What is needed: Send back exactly the lines from the opening line of the records below through the one with "use tokio::task::JoinHandle;".

Excerpted data:
-- Opening Marker --

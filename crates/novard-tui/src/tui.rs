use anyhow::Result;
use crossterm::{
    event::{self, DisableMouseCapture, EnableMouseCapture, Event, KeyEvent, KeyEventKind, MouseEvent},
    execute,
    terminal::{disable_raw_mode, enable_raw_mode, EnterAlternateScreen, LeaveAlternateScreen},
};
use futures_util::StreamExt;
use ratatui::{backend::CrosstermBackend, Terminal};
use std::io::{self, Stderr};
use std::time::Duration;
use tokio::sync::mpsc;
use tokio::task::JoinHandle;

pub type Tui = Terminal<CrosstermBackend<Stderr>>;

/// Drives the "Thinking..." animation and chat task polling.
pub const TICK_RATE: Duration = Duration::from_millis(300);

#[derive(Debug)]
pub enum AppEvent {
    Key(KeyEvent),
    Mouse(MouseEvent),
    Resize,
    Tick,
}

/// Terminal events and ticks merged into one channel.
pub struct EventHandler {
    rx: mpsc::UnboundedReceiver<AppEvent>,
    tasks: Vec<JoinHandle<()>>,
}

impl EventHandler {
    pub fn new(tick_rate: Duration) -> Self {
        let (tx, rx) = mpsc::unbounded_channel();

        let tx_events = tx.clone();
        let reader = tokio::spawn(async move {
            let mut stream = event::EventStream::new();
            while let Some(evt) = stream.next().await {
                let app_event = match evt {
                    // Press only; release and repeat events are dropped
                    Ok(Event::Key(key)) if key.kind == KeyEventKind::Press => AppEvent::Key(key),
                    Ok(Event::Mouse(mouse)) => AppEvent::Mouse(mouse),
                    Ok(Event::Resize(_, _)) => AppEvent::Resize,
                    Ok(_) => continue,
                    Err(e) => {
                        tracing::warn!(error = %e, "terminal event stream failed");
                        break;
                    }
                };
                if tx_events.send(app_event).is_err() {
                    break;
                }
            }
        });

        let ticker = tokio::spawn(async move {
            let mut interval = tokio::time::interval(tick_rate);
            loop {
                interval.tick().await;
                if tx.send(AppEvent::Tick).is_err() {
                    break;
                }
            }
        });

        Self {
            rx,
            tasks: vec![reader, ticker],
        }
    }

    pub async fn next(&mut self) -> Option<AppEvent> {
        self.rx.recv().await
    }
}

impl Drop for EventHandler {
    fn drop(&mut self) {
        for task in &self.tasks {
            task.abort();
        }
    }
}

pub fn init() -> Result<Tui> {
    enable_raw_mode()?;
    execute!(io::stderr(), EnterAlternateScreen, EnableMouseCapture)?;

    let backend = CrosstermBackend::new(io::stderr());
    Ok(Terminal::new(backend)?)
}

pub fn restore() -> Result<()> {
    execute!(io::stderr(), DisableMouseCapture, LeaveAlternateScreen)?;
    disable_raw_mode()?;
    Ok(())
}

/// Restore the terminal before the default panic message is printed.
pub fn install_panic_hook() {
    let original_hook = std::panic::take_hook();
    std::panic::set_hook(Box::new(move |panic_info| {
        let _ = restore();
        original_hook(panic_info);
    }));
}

-- Closing Marker --

Response to the exercise:
filename crates/novard-tui/src/tui.rs
use anyhow::Result;
use crossterm::{
    event::{self, DisableMouseCapture, EnableMouseCapture, Event, KeyEvent, KeyEventKind, MouseEvent},
    execute,
    terminal::{disable_raw_mode, enable_raw_mode, EnterAlternateScreen, LeaveAlternateScreen},
};
use futures_util::StreamExt;
use ratatui::{backend::CrosstermBackend, Terminal};
use std::io::{self, Stderr};
use std::time::Duration;
use tokio::sync::mpsc;
use tokio::task::JoinHandle;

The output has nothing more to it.